IN RE: a Proceeding Under Article 6 of the Family Court Act, J.A.S., Petitioner, v. G.P.S., Respondent.

Decided: October 10, 2008

Luise M. Klein, Esq., for Petitioner-mother. Adrienne Flipse Hausch, Esq., of Carway and Flipse, for Respondent-father. Janis A. Parazzelli, Esq. was appointed attorney for the children, but did not submit papers either in support or against the requested relief in the motion.

The matter before the Court is respondent's motion to dismiss the petition filed by petitioner seeking to modify the Final Order of Custody and Visitation of this Court of November, 2006.

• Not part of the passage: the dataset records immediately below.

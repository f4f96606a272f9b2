// Event routing and action dispatch

use crossterm::event::{Event as CrosstermEvent, KeyCode, KeyEvent, KeyEventKind};

use super::{App, Page};
use crate::action::Action;
use crate::components::search::SearchAction;
use crate::components::sidebar::SidebarEntry;
use crate::components::Component;
use crate::error::Result;
use crate::input::focus::FocusArea;
use crate::input::mode::InputMode;

impl App {
    /// Turn a raw terminal event into an action, honoring input mode and
    /// focus. Layered: palette first, then search entry, then global keys,
    /// then the focused component.
    pub(super) fn route_event(&mut self, event: &CrosstermEvent) -> Option<Action> {
        if let CrosstermEvent::Resize(_, _) = event {
            return Some(Action::None);
        }

        // Ignore key releases (Windows terminals report both edges).
        if let CrosstermEvent::Key(key) = event {
            if key.kind == KeyEventKind::Release {
                return None;
            }
        }

        if self.command_palette.is_visible() {
            // The palette mutates its own query state on most keys; redraw
            // regardless of whether a command fired.
            let action = self.command_palette.handle_event(event);
            return Some(action.unwrap_or(Action::None));
        }

        if self.input_mode.is_search() {
            if let CrosstermEvent::Key(key) = event {
                return self.route_search_key(*key);
            }
            return None;
        }

        debug_assert!(self.input_mode.is_normal());

        if let Some(action) = self.route_global_key(event) {
            return Some(action);
        }

        match self.focus.current() {
            FocusArea::Sidebar => self.sidebar.handle_event(event),
            FocusArea::Page => match self.page {
                Page::About => self.about.handle_event(event),
                Page::Shelf(idx) => self.shelves.get_mut(idx)?.handle_event(event),
            },
        }
        // Mouse clicks land on the sidebar from anywhere.
        .or_else(|| match event {
            CrosstermEvent::Mouse(_) if !self.focus.is_focused(FocusArea::Sidebar) => {
                self.sidebar.handle_event(event)
            }
            _ => None,
        })
    }

    fn route_search_key(&mut self, key: KeyEvent) -> Option<Action> {
        let shelf = self.active_shelf_mut()?;
        match shelf.search_mut().handle_key(key) {
            SearchAction::Changed => Some(Action::SearchChanged),
            SearchAction::Close | SearchAction::Accept => Some(Action::SearchClose),
            SearchAction::None => None,
        }
    }

    fn route_global_key(&mut self, event: &CrosstermEvent) -> Option<Action> {
        let key = match event {
            CrosstermEvent::Key(key) => key,
            _ => return None,
        };

        match key.code {
            KeyCode::Char('q') => Some(Action::Quit),
            KeyCode::Tab => Some(Action::FocusNext),
            KeyCode::BackTab => Some(Action::FocusPrev),
            KeyCode::Char(':') => Some(Action::PaletteShow),
            KeyCode::Char('a') => Some(Action::ShowAbout),
            KeyCode::Char(c @ '1'..='6') => {
                let idx = (c as usize) - ('1' as usize);
                self.shelves
                    .get(idx)
                    .map(|shelf| Action::ShelfSelect(shelf.config().kind))
            }
            KeyCode::Esc => {
                // Esc drops an applied filter on the open shelf.
                let shelf = self.active_shelf_mut()?;
                if shelf.query().is_empty() {
                    None
                } else {
                    shelf.search_mut().deactivate();
                    Some(Action::SearchClose)
                }
            }
            _ => None,
        }
    }

    pub(super) fn dispatch(&mut self, action: Action) -> Result<()> {
        match &action {
            Action::Quit => {
                self.should_quit = true;
            }
            Action::Tick => {}
            Action::None => {}

            Action::FocusNext => self.focus.next(),
            Action::FocusPrev => self.focus.prev(),
            Action::FocusArea(area) => self.focus.focus(*area),

            Action::ShowAbout => {
                self.page = Page::About;
                self.sidebar.select_entry(SidebarEntry::About);
                self.focus.focus(FocusArea::Page);
            }
            Action::ShelfSelect(kind) => {
                if let Some(idx) = self.shelves.iter().position(|s| s.config().kind == *kind) {
                    self.page = Page::Shelf(idx);
                    self.sidebar.select_entry(SidebarEntry::Shelf(idx));
                    self.focus.focus(FocusArea::Page);
                }
            }

            Action::SidebarSelectNext | Action::SidebarSelectPrev => {
                self.sidebar.update(&action);
            }
            Action::SidebarActivate => {
                let follow_up = match self.sidebar.selected_entry() {
                    SidebarEntry::About => Action::ShowAbout,
                    SidebarEntry::Shelf(idx) => self
                        .shelves
                        .get(idx)
                        .map(|shelf| Action::ShelfSelect(shelf.config().kind))
                        .unwrap_or(Action::None),
                };
                self.dispatch(follow_up)?;
            }

            Action::SearchStart => {
                if let Some(shelf) = self.active_shelf_mut() {
                    shelf.search_mut().activate();
                    self.input_mode = InputMode::Search;
                }
            }
            Action::SearchClose => {
                self.input_mode = InputMode::Normal;
                if let Some(shelf) = self.active_shelf_mut() {
                    shelf.update(&Action::SearchClose);
                }
            }
            Action::SearchChanged => {
                if let Some(shelf) = self.active_shelf_mut() {
                    shelf.update(&Action::SearchChanged);
                }
            }

            Action::SelectNext
            | Action::SelectPrev
            | Action::ScrollUp(_)
            | Action::ScrollDown(_)
            | Action::ScrollToTop
            | Action::ScrollToBottom => match self.page {
                Page::About => self.about.update(&action),
                Page::Shelf(idx) => {
                    if let Some(shelf) = self.shelves.get_mut(idx) {
                        shelf.update(&action);
                    }
                }
            },

            Action::CopyLink => self.copy_selected_link(),

            Action::PaletteShow => {
                self.command_palette.show();
                self.input_mode = InputMode::Palette;
            }
            Action::PaletteHide => {
                self.input_mode = InputMode::Normal;
            }

            Action::ThemeReload => {
                self.config_manager.reload_theme();
                tracing::info!("theme reloaded: {}", self.config_manager.theme().name);
            }
            Action::ConfigChanged(path) => {
                tracing::info!("config changed on disk: {}", path.display());
                self.config_manager.reload_file(path);
            }
        }

        // Leaving the palette any way but Esc also returns to normal mode.
        if !self.command_palette.is_visible() && self.input_mode.is_palette() {
            self.input_mode = InputMode::Normal;
        }

        Ok(())
    }

    fn copy_selected_link(&mut self) {
        let link = match self.active_shelf().and_then(|shelf| shelf.selected_link()) {
            Some(link) => link,
            None => return,
        };

        match &mut self.clipboard {
            Some(clipboard) => match clipboard.set_text(link.clone()) {
                Ok(()) => tracing::info!("copied link: {}", link),
                Err(e) => tracing::warn!("clipboard write failed: {}", e),
            },
            None => tracing::warn!("no clipboard; cannot copy {}", link),
        }
    }
}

By Judgment of Divorce issued by Nassau County Supreme Court, dated August 31, 2001, the parties were divorced and were granted joint legal custody of the two children of the marriage, to wit:  J., born March 14, 1995 and K., born September 5, 1996.   Petitioner-mother was granted physical custody.   Visitation (parenting time) was to occur as per the terms of the parties' divorce stipulation which was incorporated by reference into, but did not merge with the Judgment of Divorce.

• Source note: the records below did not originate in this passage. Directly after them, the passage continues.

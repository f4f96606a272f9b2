#[derive(Debug, Clone, Copy, PartialEq, Eq, Default)]
pub enum FocusArea {
    Sidebar,
    #[default]
    Page,
}

impl FocusArea {
    pub const RING: &'static [FocusArea] = &[FocusArea::Sidebar, FocusArea::Page];

    pub fn next(&self) -> FocusArea {
        let idx = Self::RING.iter().position(|f| f == self).unwrap_or(0);
        Self::RING[(idx + 1) % Self::RING.len()]
    }

    pub fn prev(&self) -> FocusArea {
        let idx = Self::RING.iter().position(|f| f == self).unwrap_or(0);
        if idx == 0 {
            Self::RING[Self::RING.len() - 1]
        } else {
            Self::RING[idx - 1]
        }
    }
}

#[derive(Debug, Default, Clone)]
pub struct FocusManager {
    current: FocusArea,
}

impl FocusManager {
    pub fn new() -> Self {
        Self {
            current: FocusArea::Page,
        }
    }

    pub fn current(&self) -> FocusArea {
        self.current
    }

    pub fn focus(&mut self, area: FocusArea) {
        self.current = area;
    }

    pub fn next(&mut self) {
        self.current = self.current.next();
    }

    pub fn prev(&mut self) {
        self.current = self.current.prev();
    }

    pub fn is_focused(&self, area: FocusArea) -> bool {
        self.current == area
    }
}

#[cfg(test)]
mod tests {
    use super::*;

    #[test]
    fn test_focus_ring_wraps() {
        let mut focus = FocusManager::new();
        assert!(focus.is_focused(FocusArea::Page));

        focus.next();
        assert!(focus.is_focused(FocusArea::Sidebar));

        focus.next();
        assert!(focus.is_focused(FocusArea::Page));

        focus.prev();
        assert!(focus.is_focused(FocusArea::Sidebar));
    }
}
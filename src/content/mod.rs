mod model;
mod store;

pub use model::{
    Book, BlogPost, ExperienceEntry, Hobby, HobbyIcon, MediaEntry, MediaKind, Paper, Profile,
    ProfileLink, Project, WatchStatus,
};
pub use store::ContentStore;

These terms were subsequently modified, on consent, when the parties entered into a Final Order of Custody and Visitation before the Hon. Claire I. Weinberg, J.H.O. of this Court, in November, 2006. According to the terms of the modified Order, respondent-father was granted physical custody of the subject children and new visitation (parenting) terms were created for the petitioner-mother.   By petition dated July 13, 2008, petitioner seeks to modify the November 2006 Order to have physical custody of the children transferred back to her.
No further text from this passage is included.